- [WHAT THIS TASK INVOLVES]
Write out the listing below exactly, beginning at its first line and ending with the line that contains "pub const DEFAULT_NEW_PER_DAY: u32 = 10;".
# # # #
// Copyright 2025 Fernando Borretti
//
// Licensed under the Apache License, Version 2.0 (the "License");
// you may not use this file except in compliance with the License.
// You may obtain a copy of the License at
//
//     http://www.apache.org/licenses/LICENSE-2.0
//
// Unless required by applicable law or agreed to in writing, software
// distributed under the License is distributed on an "AS IS" BASIS,
// WITHOUT WARRANTIES OR CONDITIONS OF ANY KIND, either express or implied.
// See the License for the specific language governing permissions and
// limitations under the License.

use std::fmt::Display;
use std::fmt::Formatter;

use rusqlite::ToSql;
use rusqlite::types::FromSql;
use rusqlite::types::FromSqlResult;
use rusqlite::types::ToSqlOutput;
use rusqlite::types::ValueRef;
use serde::Deserialize;
use serde::Serialize;
use uuid::Uuid;

pub const DEFAULT_NEW_PER_DAY: u32 = 10;

/// The review limit is re-derived as this multiple of the new-card limit
/// whenever the latter changes without an explicit override.
pub const REV_PER_NEW_RATIO: u32 = 10;

/// Default learning steps: ten minutes, then a day.
pub const DEFAULT_STEPS_MIN: [u32; 2] = [10, 1440];

/// Unique identifier of a deck (UUID v4).
#[derive(Clone, PartialEq, Eq, Hash, Debug)]
pub struct DeckId(String);

impl DeckId {
    pub fn generate() -> Self {
        Self(Uuid::new_v4().to_string())
    }

    pub fn from_string(id: impl Into<String>) -> Self {
        Self(id.into())
    }

    pub fn as_str(&self) -> &str {
        &self.0
    }
}

impl Display for DeckId {
    fn fmt(&self, f: &mut Formatter<'_>) -> std::fmt::Result {
        write!(f, "{}", self.0)
    }
}

impl ToSql for DeckId {
    fn to_sql(&self) -> rusqlite::Result<ToSqlOutput<'_>> {
        Ok(ToSqlOutput::from(self.0.as_str()))
    }
}

impl FromSql for DeckId {
    fn column_result(value: ValueRef<'_>) -> FromSqlResult<Self> {
        let string: String = FromSql::column_result(value)?;
        Ok(DeckId(string))
    }
}

impl Serialize for DeckId {
    fn serialize<S>(&self, serializer: S) -> Result<S::Ok, S::Error>
    where
        S: serde::Serializer,
    {
        serializer.serialize_str(&self.0)
    }
}

/// Per-deck scheduling preferences, stored as JSON in the decks table.
#[derive(Clone, PartialEq, Debug, Serialize, Deserialize)]
pub struct DeckPrefs {
    pub new_per_day: u32,
    pub rev_per_day: u32,
    /// Learning step durations, in minutes.
    pub steps_min: Vec<u32>,
    /// Whether adding a note also creates a reverse card.
    #[serde(default)]
    pub bidirectional: bool,
}

impl Default for DeckPrefs {
    fn default() -> Self {
        Self {
            new_per_day: DEFAULT_NEW_PER_DAY,
            rev_per_day: DEFAULT_NEW_PER_DAY * REV_PER_NEW_RATIO,
            steps_min: DEFAULT_STEPS_MIN.to_vec(),
            bidirectional: false,
        }
    }
}

impl DeckPrefs {
    /// Clamp invalid values to safe defaults. An empty learning-step list
    /// would leave cards with nowhere to go.
    pub fn normalized(mut self) -> Self {
        if self.steps_min.is_empty() {
            self.steps_min = DEFAULT_STEPS_MIN.to_vec();
        }
        self
    }
}

/// A preferences update. Unset fields keep their current values.
#[derive(Clone, Default, Debug, Deserialize)]
pub struct PartialPrefs {
    pub new_per_day: Option<u32>,
    pub rev_per_day: Option<u32>,
    pub steps_min: Option<Vec<u32>>,
    pub bidirectional: Option<bool>,
}

impl PartialPrefs {
    /// Merge into existing preferences. Changing `new_per_day` re-derives
    /// `rev_per_day` unless the same update overrides it explicitly.
    pub fn apply(self, mut prefs: DeckPrefs) -> DeckPrefs {
        if let Some(new_per_day) = self.new_per_day {
            prefs.new_per_day = new_per_day;
            prefs.rev_per_day = new_per_day.saturating_mul(REV_PER_NEW_RATIO);
        }
        if let Some(rev_per_day) = self.rev_per_day {
            prefs.rev_per_day = rev_per_day;
        }
        if let Some(steps_min) = self.steps_min {
            prefs.steps_min = steps_min;
        }
        if let Some(bidirectional) = self.bidirectional {
            prefs.bidirectional = bidirectional;
        }
        prefs.normalized()
    }
}

/// A collection of notes studied together under one set of preferences.
#[derive(Clone, Debug)]
pub struct Deck {
    pub deck_id: DeckId,
    pub name: String,
    pub is_builtin: bool,
    pub prefs: DeckPrefs,
}
//! Integer and modular exponentiation.

use super::add_impl::sub_mp_mp;
use super::div_impl::rem_mp_mp;
use super::error::MpIntError;
use super::invmod_impl::inverse_mp_mp;
use super::limbs_buffer::{find_last_set_bit_mp, nlimbs_for_bits, test_bit_mp, LimbsBuffer};
use super::montgomery_impl::ct_exp_mod_odd_mp_mp;
use super::mpint::{abs_mp, MpInt};
use super::mul_impl::mul_mp_mp;
use core::mem;
use tracing::trace;

/// Compute `w = u^e` for a non-negative exponent.
///
/// `0^0` is one. Negative exponents fail with [`MpIntError::NegativeExponent`], results whose
/// size would exceed the limb limit with [`MpIntError::LimbsTooLarge`].
pub fn pow_mp_mp(w: &mut MpInt, u: &MpInt, e: &MpInt) -> Result<(), MpIntError> {
    if e.is_negative() {
        return Err(MpIntError::NegativeExponent);
    }
    if e.is_zero() {
        return w.try_set_l(false, 1);
    }
    if u.is_zero() {
        w.set_zero();
        return Ok(());
    }
    let negative = u.is_negative() && e.is_odd();
    if u.is_one_mag() {
        return w.try_set_l(negative, 1);
    }

    // |u| >= 2, so the result has at least (bit_length(u) - 1) * e + 1 bits.
    let e_val = u64::try_from(e).map_err(|_| MpIntError::LimbsTooLarge { nlimbs: usize::MAX })?;
    let min_nbits = (u.bit_length() - 1) as u128 * e_val as u128 + 1;
    let min_nbits =
        u64::try_from(min_nbits).map_err(|_| MpIntError::LimbsTooLarge { nlimbs: usize::MAX })?;
    nlimbs_for_bits(min_nbits)?;

    let mut base = MpInt::new();
    abs_mp(&mut base, u)?;
    let mut acc = MpInt::new();
    acc.try_set_l(false, 1)?;
    let mut scratch = MpInt::new();
    let mut i = find_last_set_bit_mp(e.limbs());
    while i > 0 {
        i -= 1;
        mul_mp_mp(&mut scratch, &acc, &acc)?;
        mem::swap(&mut acc, &mut scratch);
        if test_bit_mp(e.limbs(), i) {
            mul_mp_mp(&mut scratch, &acc, &base)?;
            mem::swap(&mut acc, &mut scratch);
        }
    }

    mem::swap(w, &mut acc);
    w.negative = negative;
    Ok(())
}

/// Square-and-multiply with a reduction after every step, for even moduli.
fn exp_mod_even(w: &mut MpInt, base: &MpInt, e: &MpInt, m: &MpInt) -> Result<(), MpIntError> {
    let mut acc = MpInt::new();
    acc.try_set_l(false, 1)?;
    let mut scratch = MpInt::new();
    let mut i = find_last_set_bit_mp(e.limbs());
    while i > 0 {
        i -= 1;
        mul_mp_mp(&mut scratch, &acc, &acc)?;
        rem_mp_mp(&mut acc, &scratch, m)?;
        if test_bit_mp(e.limbs(), i) {
            mul_mp_mp(&mut scratch, &acc, base)?;
            rem_mp_mp(&mut acc, &scratch, m)?;
        }
    }
    mem::swap(w, &mut acc);
    Ok(())
}

fn exp_mod_odd(w: &mut MpInt, base: &MpInt, e: &MpInt, m: &MpInt) -> Result<(), MpIntError> {
    let m_limbs = m.limbs();
    let mut base_limbs = LimbsBuffer::try_with_nlimbs(m_limbs.len())?;
    base_limbs.as_mut_slice()[..base.limbs().len()].copy_from_slice(base.limbs());
    let mut result = LimbsBuffer::try_with_nlimbs(m_limbs.len())?;
    ct_exp_mod_odd_mp_mp(result.as_mut_slice(), base_limbs.as_slice(), e.limbs(), m_limbs)?;
    *w = MpInt::from_limbs_buffer(false, result);
    Ok(())
}

/// Compute `w = base^e mod m`.
///
/// The result follows the floor remainder convention, i.e. it carries the sign of `m`. A negative
/// exponent raises the inverse of `base` modulo `m`, failing with [`MpIntError::NotInvertible`]
/// if there is none. Odd moduli get processed by a Montgomery ladder whose sequence of
/// operations does not depend on the exponent's bits.
pub fn powm_mp_mp_mp(
    w: &mut MpInt,
    base: &MpInt,
    e: &MpInt,
    m: &MpInt,
) -> Result<(), MpIntError> {
    if m.is_zero() {
        return Err(MpIntError::ZeroModulus);
    }
    let mut m_abs = MpInt::new();
    abs_mp(&mut m_abs, m)?;
    if m_abs.is_one_mag() {
        w.set_zero();
        return Ok(());
    }

    let mut e_abs = MpInt::new();
    abs_mp(&mut e_abs, e)?;
    let mut base_red = MpInt::new();
    if e.is_negative() {
        let mut inv = MpInt::new();
        inverse_mp_mp(&mut inv, base, &m_abs)?;
        rem_mp_mp(&mut base_red, &inv, &m_abs)?;
    } else {
        rem_mp_mp(&mut base_red, base, &m_abs)?;
    }

    let mut r = MpInt::new();
    if e_abs.is_zero() || base_red.is_one_mag() {
        r.try_set_l(false, 1)?;
    } else if base_red.is_zero() {
        r.set_zero();
    } else if m_abs.is_odd() {
        trace!(nlimbs = m_abs.limbs().len(), "powm via Montgomery ladder");
        exp_mod_odd(&mut r, &base_red, &e_abs, &m_abs)?;
    } else {
        trace!(nlimbs = m_abs.limbs().len(), "powm via square-and-multiply");
        exp_mod_even(&mut r, &base_red, &e_abs, &m_abs)?;
    }

    if m.is_negative() && !r.is_zero() {
        sub_mp_mp(w, &r, &m_abs)
    } else {
        mem::swap(w, &mut r);
        Ok(())
    }
}

impl MpInt {
    pub fn checked_pow(&self, e: &MpInt) -> Result<MpInt, MpIntError> {
        let mut w = MpInt::new();
        pow_mp_mp(&mut w, self, e)?;
        Ok(w)
    }

    pub fn checked_powm(&self, e: &MpInt, m: &MpInt) -> Result<MpInt, MpIntError> {
        let mut w = MpInt::new();
        powm_mp_mp_mp(&mut w, self, e, m)?;
        Ok(w)
    }
}

#[test]
fn test_pow_mp_mp() {
    let pow = |u: i64, e: i64| MpInt::from(u).checked_pow(&MpInt::from(e));
    assert_eq!(pow(0, 0).unwrap(), MpInt::from(1i64));
    assert_eq!(pow(-5, 0).unwrap(), MpInt::from(1i64));
    assert!(pow(0, 7).unwrap().is_zero());
    assert_eq!(pow(1, 1 << 40).unwrap(), MpInt::from(1i64));
    assert_eq!(pow(-1, (1 << 40) + 1).unwrap(), MpInt::from(-1i64));
    assert_eq!(pow(-1, 1 << 40).unwrap(), MpInt::from(1i64));
    assert_eq!(pow(3, 5).unwrap(), MpInt::from(243i64));
    assert_eq!(pow(-3, 3).unwrap(), MpInt::from(-27i64));
    assert_eq!(pow(-2, 63).unwrap(), MpInt::from(i64::MIN));
    assert_eq!(pow(2, 100).unwrap(), tst_mk_mpint!("0x10000000000000000000000000"));
    assert_eq!(pow(10, 30).unwrap().to_string(), "1000000000000000000000000000000");
    assert_eq!(pow(2, -1).unwrap_err(), MpIntError::NegativeExponent);
    assert!(matches!(pow(2, i64::MAX), Err(MpIntError::LimbsTooLarge { .. })));
}

#[test]
fn test_powm_mp_mp_mp() {
    let powm =
        |b: i64, e: i64, m: i64| MpInt::from(b).checked_powm(&MpInt::from(e), &MpInt::from(m));
    assert_eq!(powm(4, -1, 7).unwrap(), MpInt::from(2i64));
    assert_eq!(powm(2, 10, 1000).unwrap(), MpInt::from(24i64));
    assert_eq!(powm(2, 10, 1001).unwrap(), MpInt::from(23i64));
    assert_eq!(powm(-2, 3, 7).unwrap(), MpInt::from(6i64));
    assert_eq!(powm(2, 0, -5).unwrap(), MpInt::from(-4i64));
    assert_eq!(powm(3, 2, -7).unwrap(), MpInt::from(-5i64));
    assert_eq!(powm(7, 2, -7).unwrap(), MpInt::new());
    assert!(powm(12345, 678, 1).unwrap().is_zero());
    assert!(powm(12345, 678, -1).unwrap().is_zero());
    assert_eq!(powm(0, 0, 5).unwrap(), MpInt::from(1i64));
    assert!(powm(10, 3, 5).unwrap().is_zero());
    assert_eq!(powm(11, 12345, 5).unwrap(), MpInt::from(1i64));
    assert_eq!(powm(3, -2, 8).unwrap(), MpInt::from(1i64));
    assert_eq!(powm(2, 3, 0).unwrap_err(), MpIntError::ZeroModulus);
    assert_eq!(powm(2, -1, 4).unwrap_err(), MpIntError::NotInvertible);
}

#[test]
fn test_powm_mp_mp_mp_multi_limb() {
    // Fermat: a^(p - 1) == 1 mod p for the prime p = 2^127 - 1.
    let p = tst_mk_mpint!("0x7fffffffffffffffffffffffffffffff");
    let p_minus_1 = p.checked_sub(&MpInt::from(1i64)).unwrap();
    let a = tst_mk_mpint!("0x123456789abcdef0123456789abcdef");
    assert_eq!(a.checked_powm(&p_minus_1, &p).unwrap(), MpInt::from(1i64));

    // Odd and even moduli agree with plain power followed by a floor remainder.
    let e = MpInt::from(37i64);
    let big = a.checked_pow(&e).unwrap();
    for m in [
        tst_mk_mpint!("0xfedcba9876543210fedcba9876543211"),
        tst_mk_mpint!("0xfedcba9876543210fedcba9876543210"),
        tst_mk_mpint!("-0xfedcba9876543210fedcba98765432"),
    ] {
        let expected = big.checked_rem_floor(&m).unwrap();
        assert_eq!(a.checked_powm(&e, &m).unwrap(), expected);
        let neg_a = a.checked_neg().unwrap();
        let expected = neg_a.checked_pow(&e).unwrap().checked_rem_floor(&m).unwrap();
        assert_eq!(neg_a.checked_powm(&e, &m).unwrap(), expected);
    }
}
# # # #
- [TASK RESPONSE]
// Copyright 2025 Fernando Borretti
//
// Licensed under the Apache License, Version 2.0 (the "License");
// you may not use this file except in compliance with the License.
// You may obtain a copy of the License at
//
//     http://www.apache.org/licenses/LICENSE-2.0
//
// Unless required by applicable law or agreed to in writing, software
// distributed under the License is distributed on an "AS IS" BASIS,
// WITHOUT WARRANTIES OR CONDITIONS OF ANY KIND, either express or implied.
// See the License for the specific language governing permissions and
// limitations under the License.

use std::fmt::Display;
use std::fmt::Formatter;

use rusqlite::ToSql;
use rusqlite::types::FromSql;
use rusqlite::types::FromSqlResult;
use rusqlite::types::ToSqlOutput;
use rusqlite::types::ValueRef;
use serde::Deserialize;
use serde::Serialize;
use uuid::Uuid;

pub const DEFAULT_NEW_PER_DAY: u32 = 10;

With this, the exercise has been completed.